*What to work on*. For the entries below, the result should be an exact transcription of the lines from the one with "if template_count == 0" up to and including the one with "fn normal(wave: u32)", and only those.

*Exercise data*.
________________

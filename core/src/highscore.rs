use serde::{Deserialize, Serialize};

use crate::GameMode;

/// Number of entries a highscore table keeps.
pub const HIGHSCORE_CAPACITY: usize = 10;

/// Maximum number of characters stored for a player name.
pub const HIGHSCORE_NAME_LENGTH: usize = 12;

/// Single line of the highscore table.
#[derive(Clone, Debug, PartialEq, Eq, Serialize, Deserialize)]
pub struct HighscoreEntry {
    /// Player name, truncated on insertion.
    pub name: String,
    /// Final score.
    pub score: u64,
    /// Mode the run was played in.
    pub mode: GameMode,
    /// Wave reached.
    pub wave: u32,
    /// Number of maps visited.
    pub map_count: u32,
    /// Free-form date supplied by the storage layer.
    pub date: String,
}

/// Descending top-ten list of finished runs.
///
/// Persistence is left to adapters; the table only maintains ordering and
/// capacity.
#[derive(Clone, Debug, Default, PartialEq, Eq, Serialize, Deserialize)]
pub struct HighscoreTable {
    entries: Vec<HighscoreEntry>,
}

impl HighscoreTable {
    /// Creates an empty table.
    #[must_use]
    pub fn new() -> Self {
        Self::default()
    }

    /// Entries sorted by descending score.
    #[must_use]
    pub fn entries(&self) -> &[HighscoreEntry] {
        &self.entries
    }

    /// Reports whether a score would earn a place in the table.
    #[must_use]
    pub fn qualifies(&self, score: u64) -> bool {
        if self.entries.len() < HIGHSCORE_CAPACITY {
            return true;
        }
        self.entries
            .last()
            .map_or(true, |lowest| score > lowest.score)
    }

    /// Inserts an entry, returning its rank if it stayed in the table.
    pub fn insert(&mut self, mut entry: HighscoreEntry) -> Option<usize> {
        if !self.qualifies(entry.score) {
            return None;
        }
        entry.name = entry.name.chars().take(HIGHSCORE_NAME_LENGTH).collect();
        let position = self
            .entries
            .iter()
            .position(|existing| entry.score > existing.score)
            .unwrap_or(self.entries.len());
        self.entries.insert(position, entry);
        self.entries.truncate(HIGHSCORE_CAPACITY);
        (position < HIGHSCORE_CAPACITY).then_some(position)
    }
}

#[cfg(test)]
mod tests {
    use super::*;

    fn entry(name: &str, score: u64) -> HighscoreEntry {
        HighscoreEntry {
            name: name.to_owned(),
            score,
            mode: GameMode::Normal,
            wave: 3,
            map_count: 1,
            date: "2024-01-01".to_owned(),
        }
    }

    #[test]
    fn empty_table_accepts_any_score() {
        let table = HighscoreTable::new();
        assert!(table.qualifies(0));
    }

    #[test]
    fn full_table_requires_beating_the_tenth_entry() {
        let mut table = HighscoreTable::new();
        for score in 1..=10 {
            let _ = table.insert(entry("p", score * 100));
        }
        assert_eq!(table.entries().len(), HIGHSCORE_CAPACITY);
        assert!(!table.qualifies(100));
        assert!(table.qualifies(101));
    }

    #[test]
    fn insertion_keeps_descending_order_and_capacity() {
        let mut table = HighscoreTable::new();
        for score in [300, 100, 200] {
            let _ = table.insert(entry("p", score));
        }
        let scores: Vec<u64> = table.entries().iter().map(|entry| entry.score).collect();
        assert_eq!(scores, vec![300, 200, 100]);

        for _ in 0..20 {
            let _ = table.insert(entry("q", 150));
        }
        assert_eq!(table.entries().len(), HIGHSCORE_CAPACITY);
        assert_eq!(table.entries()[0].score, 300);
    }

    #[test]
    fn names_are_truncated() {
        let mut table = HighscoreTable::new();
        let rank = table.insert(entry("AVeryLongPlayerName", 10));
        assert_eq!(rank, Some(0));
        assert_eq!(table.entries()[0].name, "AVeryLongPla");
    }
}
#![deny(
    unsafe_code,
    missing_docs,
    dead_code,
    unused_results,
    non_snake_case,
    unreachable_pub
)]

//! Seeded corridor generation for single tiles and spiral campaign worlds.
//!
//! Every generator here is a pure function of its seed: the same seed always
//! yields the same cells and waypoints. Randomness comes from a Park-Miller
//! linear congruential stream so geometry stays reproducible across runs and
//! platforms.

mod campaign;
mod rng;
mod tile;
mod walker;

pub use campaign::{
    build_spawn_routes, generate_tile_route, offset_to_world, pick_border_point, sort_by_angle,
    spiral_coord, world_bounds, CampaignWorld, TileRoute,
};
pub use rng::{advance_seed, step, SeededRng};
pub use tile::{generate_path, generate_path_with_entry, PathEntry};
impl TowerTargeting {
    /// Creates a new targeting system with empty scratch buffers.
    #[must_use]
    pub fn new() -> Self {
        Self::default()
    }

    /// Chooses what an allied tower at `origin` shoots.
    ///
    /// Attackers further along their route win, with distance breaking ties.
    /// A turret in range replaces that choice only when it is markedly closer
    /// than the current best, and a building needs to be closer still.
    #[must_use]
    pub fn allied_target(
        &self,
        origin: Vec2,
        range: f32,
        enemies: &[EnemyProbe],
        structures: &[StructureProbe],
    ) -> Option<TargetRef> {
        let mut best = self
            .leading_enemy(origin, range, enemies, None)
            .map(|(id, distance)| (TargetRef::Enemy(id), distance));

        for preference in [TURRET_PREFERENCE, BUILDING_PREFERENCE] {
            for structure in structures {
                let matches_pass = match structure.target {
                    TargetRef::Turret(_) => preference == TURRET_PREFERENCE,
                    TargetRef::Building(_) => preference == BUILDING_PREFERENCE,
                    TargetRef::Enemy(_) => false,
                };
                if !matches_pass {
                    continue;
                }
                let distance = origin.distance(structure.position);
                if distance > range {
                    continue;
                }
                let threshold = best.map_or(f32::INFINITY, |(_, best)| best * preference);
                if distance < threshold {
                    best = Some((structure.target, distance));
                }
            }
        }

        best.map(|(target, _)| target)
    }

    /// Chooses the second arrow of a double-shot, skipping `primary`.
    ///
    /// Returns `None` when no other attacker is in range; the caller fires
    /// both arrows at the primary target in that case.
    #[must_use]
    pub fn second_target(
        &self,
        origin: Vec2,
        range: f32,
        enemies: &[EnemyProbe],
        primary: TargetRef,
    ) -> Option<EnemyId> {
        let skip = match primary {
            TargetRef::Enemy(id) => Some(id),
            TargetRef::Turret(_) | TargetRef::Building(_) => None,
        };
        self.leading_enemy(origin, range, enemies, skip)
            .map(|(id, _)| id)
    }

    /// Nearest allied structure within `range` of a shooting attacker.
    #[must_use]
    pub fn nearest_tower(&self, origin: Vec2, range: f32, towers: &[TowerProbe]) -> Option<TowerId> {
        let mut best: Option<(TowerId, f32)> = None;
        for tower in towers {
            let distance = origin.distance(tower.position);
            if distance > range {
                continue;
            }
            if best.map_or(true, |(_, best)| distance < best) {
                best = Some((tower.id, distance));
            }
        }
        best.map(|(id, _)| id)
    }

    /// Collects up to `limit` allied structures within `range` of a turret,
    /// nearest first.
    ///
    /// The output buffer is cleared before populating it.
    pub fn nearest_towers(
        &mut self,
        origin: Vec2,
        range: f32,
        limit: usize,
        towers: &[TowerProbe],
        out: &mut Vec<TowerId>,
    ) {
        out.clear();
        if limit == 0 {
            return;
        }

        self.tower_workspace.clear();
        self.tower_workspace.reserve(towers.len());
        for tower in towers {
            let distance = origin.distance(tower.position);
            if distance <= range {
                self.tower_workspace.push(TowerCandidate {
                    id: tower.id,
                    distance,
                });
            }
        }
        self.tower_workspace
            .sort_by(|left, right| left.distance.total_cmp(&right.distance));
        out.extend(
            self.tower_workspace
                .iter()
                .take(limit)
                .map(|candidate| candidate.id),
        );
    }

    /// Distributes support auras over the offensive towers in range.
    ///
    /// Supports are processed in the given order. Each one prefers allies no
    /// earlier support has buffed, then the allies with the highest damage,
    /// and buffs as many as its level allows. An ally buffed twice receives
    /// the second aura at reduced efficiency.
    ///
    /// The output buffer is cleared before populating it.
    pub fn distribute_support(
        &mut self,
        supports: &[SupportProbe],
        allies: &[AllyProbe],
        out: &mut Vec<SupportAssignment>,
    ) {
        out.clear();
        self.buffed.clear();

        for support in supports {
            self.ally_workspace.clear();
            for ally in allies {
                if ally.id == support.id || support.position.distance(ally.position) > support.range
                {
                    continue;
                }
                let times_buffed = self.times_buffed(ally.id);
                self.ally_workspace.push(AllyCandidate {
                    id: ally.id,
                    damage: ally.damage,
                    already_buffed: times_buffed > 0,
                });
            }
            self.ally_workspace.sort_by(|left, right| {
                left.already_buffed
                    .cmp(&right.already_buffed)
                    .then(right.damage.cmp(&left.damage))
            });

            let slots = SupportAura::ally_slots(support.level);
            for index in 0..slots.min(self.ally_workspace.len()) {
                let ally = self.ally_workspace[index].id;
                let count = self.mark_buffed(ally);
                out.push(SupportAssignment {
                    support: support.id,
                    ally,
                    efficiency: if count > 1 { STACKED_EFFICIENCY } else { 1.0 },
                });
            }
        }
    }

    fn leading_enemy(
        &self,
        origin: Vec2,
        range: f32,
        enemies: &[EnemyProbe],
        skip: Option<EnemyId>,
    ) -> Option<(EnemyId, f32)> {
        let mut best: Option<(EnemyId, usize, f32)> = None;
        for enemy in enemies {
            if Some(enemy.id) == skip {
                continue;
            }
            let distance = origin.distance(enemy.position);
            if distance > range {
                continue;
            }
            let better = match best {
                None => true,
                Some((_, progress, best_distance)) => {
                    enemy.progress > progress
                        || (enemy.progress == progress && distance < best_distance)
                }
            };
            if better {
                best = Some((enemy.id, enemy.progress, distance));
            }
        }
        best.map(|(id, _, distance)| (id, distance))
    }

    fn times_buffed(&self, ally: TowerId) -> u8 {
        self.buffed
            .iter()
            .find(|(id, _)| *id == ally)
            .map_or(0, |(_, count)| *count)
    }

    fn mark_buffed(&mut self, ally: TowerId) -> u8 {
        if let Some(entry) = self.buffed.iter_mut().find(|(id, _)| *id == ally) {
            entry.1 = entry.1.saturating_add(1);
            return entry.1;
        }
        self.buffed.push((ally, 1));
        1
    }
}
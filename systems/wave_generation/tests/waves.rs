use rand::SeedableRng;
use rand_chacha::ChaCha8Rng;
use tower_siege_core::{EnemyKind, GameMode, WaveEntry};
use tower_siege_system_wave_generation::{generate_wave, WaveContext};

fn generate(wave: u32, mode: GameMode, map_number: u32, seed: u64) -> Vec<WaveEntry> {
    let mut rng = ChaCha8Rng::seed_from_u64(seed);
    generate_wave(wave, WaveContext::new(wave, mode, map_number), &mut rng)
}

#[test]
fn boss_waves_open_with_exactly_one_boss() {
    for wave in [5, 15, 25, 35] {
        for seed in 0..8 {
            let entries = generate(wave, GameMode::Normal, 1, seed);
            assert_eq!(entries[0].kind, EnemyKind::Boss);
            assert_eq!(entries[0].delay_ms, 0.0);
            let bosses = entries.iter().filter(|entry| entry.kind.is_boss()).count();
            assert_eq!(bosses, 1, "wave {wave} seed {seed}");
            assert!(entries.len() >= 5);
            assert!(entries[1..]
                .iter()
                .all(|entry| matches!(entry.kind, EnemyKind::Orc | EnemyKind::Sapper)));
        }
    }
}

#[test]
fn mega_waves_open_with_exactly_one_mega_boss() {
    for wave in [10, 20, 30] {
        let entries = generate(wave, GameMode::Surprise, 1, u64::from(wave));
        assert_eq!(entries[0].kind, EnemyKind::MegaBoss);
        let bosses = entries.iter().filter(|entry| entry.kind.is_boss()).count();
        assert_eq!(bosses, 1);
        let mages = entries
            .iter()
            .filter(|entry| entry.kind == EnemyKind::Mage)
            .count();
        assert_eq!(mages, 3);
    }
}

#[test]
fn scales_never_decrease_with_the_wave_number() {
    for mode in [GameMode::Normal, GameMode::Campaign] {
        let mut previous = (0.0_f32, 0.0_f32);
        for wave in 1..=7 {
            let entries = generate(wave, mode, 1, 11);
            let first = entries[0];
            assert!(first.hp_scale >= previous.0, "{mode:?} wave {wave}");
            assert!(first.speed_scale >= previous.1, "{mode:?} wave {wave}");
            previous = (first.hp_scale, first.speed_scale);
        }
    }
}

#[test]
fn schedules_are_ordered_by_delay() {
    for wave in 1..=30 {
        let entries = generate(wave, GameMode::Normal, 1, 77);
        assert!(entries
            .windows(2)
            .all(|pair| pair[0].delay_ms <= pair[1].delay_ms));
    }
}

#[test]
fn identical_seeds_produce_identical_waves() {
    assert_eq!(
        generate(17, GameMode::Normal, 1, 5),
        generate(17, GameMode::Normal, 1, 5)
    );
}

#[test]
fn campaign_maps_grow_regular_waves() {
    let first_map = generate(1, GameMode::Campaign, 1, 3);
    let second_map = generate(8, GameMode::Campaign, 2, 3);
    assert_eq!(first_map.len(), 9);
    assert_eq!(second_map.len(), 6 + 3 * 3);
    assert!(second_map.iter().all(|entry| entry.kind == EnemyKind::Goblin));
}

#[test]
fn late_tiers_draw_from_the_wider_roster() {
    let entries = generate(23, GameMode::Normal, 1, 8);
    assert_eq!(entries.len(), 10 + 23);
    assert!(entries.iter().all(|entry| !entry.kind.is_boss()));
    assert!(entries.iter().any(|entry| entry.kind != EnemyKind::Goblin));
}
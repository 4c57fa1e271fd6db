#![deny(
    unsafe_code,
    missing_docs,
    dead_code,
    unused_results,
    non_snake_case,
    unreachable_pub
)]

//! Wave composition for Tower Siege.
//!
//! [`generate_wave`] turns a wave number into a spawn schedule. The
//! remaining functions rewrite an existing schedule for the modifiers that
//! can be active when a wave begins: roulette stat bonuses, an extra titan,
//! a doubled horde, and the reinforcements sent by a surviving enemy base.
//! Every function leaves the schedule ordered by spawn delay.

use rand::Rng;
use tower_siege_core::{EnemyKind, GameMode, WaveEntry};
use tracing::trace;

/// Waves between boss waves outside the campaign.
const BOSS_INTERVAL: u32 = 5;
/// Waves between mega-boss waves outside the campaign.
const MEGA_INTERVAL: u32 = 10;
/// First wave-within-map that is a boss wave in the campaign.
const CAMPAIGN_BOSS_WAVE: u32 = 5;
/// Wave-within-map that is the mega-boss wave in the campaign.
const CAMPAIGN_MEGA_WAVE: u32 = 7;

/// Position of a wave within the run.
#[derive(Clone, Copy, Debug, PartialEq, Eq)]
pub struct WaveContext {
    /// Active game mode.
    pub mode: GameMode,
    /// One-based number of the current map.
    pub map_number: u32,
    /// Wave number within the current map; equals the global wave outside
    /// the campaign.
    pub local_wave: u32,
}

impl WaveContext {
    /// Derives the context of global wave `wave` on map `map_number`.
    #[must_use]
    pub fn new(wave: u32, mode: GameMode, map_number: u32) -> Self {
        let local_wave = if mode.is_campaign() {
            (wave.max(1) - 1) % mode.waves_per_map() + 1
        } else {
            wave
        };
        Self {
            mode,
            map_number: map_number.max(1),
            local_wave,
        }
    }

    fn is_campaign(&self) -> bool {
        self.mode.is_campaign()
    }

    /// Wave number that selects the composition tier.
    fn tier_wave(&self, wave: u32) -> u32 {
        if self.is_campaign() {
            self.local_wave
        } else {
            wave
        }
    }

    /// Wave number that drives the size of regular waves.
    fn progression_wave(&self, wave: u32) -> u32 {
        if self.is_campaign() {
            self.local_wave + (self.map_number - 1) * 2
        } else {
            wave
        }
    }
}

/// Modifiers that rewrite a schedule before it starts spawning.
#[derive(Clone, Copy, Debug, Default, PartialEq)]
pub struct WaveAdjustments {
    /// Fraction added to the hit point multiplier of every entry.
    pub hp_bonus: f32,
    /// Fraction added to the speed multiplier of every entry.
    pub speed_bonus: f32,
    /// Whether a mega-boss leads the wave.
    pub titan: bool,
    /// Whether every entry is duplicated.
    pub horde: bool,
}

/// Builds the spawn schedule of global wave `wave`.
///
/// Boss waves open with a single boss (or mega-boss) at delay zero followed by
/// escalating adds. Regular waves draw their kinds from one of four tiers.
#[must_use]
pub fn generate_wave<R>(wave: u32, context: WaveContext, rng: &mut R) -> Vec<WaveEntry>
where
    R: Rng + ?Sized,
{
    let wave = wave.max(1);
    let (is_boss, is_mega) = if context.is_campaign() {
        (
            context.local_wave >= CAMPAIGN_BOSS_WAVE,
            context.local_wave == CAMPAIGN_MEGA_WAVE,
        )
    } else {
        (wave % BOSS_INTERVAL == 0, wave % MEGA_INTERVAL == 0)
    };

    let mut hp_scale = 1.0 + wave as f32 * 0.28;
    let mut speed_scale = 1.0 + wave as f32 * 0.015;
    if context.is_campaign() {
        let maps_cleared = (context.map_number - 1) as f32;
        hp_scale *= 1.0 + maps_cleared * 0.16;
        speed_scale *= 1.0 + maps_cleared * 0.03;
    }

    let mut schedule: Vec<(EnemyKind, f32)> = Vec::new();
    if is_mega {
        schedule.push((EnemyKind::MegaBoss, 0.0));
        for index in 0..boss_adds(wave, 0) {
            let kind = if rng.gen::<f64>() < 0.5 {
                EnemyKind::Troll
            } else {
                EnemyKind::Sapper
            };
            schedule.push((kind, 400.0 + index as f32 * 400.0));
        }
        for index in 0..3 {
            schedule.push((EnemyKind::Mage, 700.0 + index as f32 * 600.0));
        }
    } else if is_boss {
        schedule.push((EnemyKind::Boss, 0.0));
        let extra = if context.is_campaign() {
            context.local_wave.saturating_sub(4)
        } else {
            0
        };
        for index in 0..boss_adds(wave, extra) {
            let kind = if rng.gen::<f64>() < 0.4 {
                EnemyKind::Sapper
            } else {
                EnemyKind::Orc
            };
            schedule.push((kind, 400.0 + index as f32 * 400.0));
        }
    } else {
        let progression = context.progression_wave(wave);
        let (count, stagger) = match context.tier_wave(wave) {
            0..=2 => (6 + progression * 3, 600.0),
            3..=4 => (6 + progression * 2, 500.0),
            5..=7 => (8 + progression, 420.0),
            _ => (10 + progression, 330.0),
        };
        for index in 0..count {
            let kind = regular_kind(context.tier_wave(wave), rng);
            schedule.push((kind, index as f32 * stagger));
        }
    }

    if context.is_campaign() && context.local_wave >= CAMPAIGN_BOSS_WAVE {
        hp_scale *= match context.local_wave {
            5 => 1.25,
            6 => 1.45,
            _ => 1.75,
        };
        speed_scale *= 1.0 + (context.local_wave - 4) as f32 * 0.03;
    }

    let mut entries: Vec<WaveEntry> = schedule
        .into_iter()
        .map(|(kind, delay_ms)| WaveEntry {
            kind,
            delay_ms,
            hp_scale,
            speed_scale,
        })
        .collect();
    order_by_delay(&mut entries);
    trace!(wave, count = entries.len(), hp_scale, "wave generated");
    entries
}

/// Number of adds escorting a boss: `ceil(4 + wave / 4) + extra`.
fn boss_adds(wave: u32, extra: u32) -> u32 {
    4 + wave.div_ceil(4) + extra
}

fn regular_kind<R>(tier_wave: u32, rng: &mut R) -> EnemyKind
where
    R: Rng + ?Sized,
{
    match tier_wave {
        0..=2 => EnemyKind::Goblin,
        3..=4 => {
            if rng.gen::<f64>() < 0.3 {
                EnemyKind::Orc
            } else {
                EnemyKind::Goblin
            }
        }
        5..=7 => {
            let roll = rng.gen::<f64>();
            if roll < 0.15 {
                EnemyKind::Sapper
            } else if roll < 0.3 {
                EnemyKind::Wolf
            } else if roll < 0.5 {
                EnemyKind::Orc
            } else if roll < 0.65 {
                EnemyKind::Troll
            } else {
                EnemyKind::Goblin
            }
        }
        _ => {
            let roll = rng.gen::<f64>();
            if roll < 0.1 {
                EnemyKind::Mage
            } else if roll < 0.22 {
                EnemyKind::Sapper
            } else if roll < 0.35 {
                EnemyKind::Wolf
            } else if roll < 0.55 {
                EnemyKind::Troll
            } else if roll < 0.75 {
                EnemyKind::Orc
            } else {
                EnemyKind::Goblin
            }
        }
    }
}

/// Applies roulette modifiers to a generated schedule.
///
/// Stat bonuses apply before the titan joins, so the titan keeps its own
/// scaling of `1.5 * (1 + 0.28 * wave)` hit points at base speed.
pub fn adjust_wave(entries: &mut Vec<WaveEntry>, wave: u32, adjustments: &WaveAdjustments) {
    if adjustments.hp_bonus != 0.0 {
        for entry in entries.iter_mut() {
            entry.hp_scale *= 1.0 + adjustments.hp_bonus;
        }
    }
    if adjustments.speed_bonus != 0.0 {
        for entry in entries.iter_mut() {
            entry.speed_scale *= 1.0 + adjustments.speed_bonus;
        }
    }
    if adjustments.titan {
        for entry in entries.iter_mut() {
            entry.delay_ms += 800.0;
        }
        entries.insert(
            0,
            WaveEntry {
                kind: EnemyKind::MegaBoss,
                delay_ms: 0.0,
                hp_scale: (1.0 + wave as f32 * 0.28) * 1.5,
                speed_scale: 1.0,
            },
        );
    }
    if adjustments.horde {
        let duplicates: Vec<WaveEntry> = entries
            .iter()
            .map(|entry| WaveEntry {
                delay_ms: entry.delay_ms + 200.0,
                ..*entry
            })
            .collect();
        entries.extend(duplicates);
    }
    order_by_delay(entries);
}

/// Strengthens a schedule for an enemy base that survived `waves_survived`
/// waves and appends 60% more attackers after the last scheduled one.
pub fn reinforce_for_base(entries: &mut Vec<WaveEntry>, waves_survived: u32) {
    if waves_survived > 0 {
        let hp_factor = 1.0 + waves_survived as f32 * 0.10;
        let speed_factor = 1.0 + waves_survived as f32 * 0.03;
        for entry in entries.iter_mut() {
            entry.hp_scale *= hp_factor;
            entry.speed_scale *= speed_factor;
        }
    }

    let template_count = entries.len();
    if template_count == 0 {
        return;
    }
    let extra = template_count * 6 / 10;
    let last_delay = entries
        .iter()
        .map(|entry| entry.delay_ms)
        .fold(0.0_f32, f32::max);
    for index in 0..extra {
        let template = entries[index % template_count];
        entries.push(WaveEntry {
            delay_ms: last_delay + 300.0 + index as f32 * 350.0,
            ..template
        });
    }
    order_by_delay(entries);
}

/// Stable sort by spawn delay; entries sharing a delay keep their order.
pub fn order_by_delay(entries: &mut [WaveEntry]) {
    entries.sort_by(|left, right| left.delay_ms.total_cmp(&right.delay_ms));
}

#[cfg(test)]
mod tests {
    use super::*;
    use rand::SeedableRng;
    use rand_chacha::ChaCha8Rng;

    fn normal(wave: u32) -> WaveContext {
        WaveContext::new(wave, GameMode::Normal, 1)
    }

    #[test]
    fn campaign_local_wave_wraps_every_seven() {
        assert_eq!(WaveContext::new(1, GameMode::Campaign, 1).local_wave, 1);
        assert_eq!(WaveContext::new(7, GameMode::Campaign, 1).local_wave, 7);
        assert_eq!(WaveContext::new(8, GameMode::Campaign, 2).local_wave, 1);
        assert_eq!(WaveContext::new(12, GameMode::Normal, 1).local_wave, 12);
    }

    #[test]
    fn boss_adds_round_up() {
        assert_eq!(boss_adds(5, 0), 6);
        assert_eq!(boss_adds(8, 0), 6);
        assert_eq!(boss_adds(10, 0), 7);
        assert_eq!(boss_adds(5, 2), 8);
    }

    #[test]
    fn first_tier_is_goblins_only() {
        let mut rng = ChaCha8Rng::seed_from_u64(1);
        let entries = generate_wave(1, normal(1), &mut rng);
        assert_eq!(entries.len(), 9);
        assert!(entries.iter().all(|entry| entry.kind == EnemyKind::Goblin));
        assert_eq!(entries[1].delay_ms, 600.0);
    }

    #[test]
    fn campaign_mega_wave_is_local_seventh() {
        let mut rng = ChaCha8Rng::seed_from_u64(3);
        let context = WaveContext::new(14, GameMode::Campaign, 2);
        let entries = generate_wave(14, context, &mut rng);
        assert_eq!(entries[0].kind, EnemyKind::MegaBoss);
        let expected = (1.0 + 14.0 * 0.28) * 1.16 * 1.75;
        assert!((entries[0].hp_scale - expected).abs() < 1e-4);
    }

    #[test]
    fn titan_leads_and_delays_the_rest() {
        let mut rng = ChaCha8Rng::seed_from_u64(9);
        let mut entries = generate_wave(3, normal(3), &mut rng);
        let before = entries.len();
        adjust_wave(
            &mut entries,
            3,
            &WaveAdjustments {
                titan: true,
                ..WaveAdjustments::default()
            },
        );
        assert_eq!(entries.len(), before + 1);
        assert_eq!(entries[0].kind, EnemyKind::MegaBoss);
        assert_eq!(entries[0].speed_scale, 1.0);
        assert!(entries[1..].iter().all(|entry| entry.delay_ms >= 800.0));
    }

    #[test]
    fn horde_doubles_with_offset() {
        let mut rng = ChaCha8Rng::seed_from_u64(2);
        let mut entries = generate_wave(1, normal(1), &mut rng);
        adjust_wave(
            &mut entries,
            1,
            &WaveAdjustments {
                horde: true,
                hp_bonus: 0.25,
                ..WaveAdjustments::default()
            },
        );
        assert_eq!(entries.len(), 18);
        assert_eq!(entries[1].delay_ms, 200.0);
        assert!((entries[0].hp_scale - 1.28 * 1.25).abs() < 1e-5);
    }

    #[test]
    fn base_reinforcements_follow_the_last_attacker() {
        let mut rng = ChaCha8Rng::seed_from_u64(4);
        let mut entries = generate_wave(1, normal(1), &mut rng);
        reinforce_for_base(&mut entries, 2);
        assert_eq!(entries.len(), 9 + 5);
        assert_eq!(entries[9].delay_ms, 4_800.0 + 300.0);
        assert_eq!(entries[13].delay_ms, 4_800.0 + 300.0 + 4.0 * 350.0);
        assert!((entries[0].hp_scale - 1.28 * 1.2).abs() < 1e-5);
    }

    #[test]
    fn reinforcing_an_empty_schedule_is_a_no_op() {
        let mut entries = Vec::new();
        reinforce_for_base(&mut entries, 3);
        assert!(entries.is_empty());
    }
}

________________

*Solution to the exercise*.
    if template_count == 0 {
        return;
    }
    let extra = template_count * 6 / 10;
    let last_delay = entries
        .iter()
        .map(|entry| entry.delay_ms)
        .fold(0.0_f32, f32::max);
    for index in 0..extra {
        let template = entries[index % template_count];
        entries.push(WaveEntry {
            delay_ms: last_delay + 300.0 + index as f32 * 350.0,
            ..template
        });
    }
    order_by_delay(entries);
}

/// Stable sort by spawn delay; entries sharing a delay keep their order.
pub fn order_by_delay(entries: &mut [WaveEntry]) {
    entries.sort_by(|left, right| left.delay_ms.total_cmp(&right.delay_ms));
}

#[cfg(test)]
mod tests {
    use super::*;
    use rand::SeedableRng;
    use rand_chacha::ChaCha8Rng;

    fn normal(wave: u32) -> WaveContext {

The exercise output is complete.